# 2209 Movement - Badged Sekonda



## Julian Latham (Jul 25, 2005)

I have had a Luch (Sekonda) 2209 serviced by my local watch repairer and it is now running, but erratically and fast. When adjusting the hands to correct time I rotated the hands anti-clockwise - on releasing the crown the minute hand sprang forward by almost five minutes.

Should hands only be adjusted clockwise with this movement?

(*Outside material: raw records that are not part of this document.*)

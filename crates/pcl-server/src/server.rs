use pcl_crypto::{build_signer, Ed25519Signer, SignatureScheme};
use pcl_ledger::ChainService;
use tokio::net::TcpListener;

use crate::config::ServerConfig;
use crate::error::{ServerError, ServerResult};
use crate::handler::{AppState, SignerInfo};
use crate::router::build_router;

/// Ledger HTTP server.
pub struct PclServer {
    config: ServerConfig,
}

impl PclServer {
    pub fn new(config: ServerConfig) -> Self {
        Self { config }
    }

    pub fn config(&self) -> &ServerConfig {
        &self.config
    }

    /// Open both chains and the signer described by the config.
    pub fn build_state(&self) -> ServerResult<AppState> {
        let secret = self.config.secret()?;
        let scheme = self.config.signing.scheme;
        let public_key = match scheme {
            SignatureScheme::Ed25519 => Some(Ed25519Signer::new(&secret).verifying_key_hex()),
            SignatureScheme::Keyed => None,
        };
        let signer = build_signer(scheme, secret);
        let service = match &self.config.database_path {
            Some(path) => ChainService::sqlite(path, self.config.busy_timeout(), signer)?,
            None => {
                tracing::warn!("no database_path configured; chains are kept in memory");
                ChainService::in_memory(signer)
            }
        };
        Ok(AppState::new(service, SignerInfo { scheme, public_key }))
    }

    /// Build the router (useful for testing).
    pub fn router(&self) -> ServerResult<axum::Router> {
        Ok(build_router(self.build_state()?))
    }

    /// Start serving requests until ctrl-c.
    pub async fn serve(self) -> ServerResult<()> {
        let app = self.router()?;
        let listener = TcpListener::bind(&self.config.bind_addr).await?;
        tracing::info!(
            addr = %self.config.bind_addr,
            scheme = %self.config.signing.scheme,
            "ledger server listening"
        );
        axum::serve(listener, app)
            .with_graceful_shutdown(shutdown_signal())
            .await
            .map_err(|e| ServerError::Internal(e.to_string()))
    }
}

async fn shutdown_signal() {
    if let Err(e) = tokio::signal::ctrl_c().await {
        tracing::error!(error = %e, "failed to listen for shutdown signal");
        return;
    }
    tracing::info!("shutting down");
}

On another posting - which I cannot re-locate - I saw mention of a watchmender in Birstall, as this is not far from me can anybody provide a name/contact number?

Thanks

Julian


----------



## raketakat (Sep 24, 2003)

You don't seem to have much luck with Sekondas Julian







.

It doesn't sound that your local watch repairer has done much of a job on the watch







. Have you tackled him about it







?

Birstall Jewellers and Watch Repair Centre is not in West Yorks. , but in Leicester







. They do a postal service though







.

A quick google will bring up their website.


----------



## Julian Latham (Jul 25, 2005)

raketakat said:


> You don't seem to have much luck with Sekondas Julian
> 
> 
> 
> ...


Don't think it's Sekondas that are the problem - it's bidding for them on e-bay! Still half full/half empty perspective I have had a few good ones too [bTW I have a Ruhla (with a few unmentioned flaws) should anybody want something to tinker with].

Worse may yet be to come as I am getting curious about how watches work and wondering if I can learn to fix them!!!


----------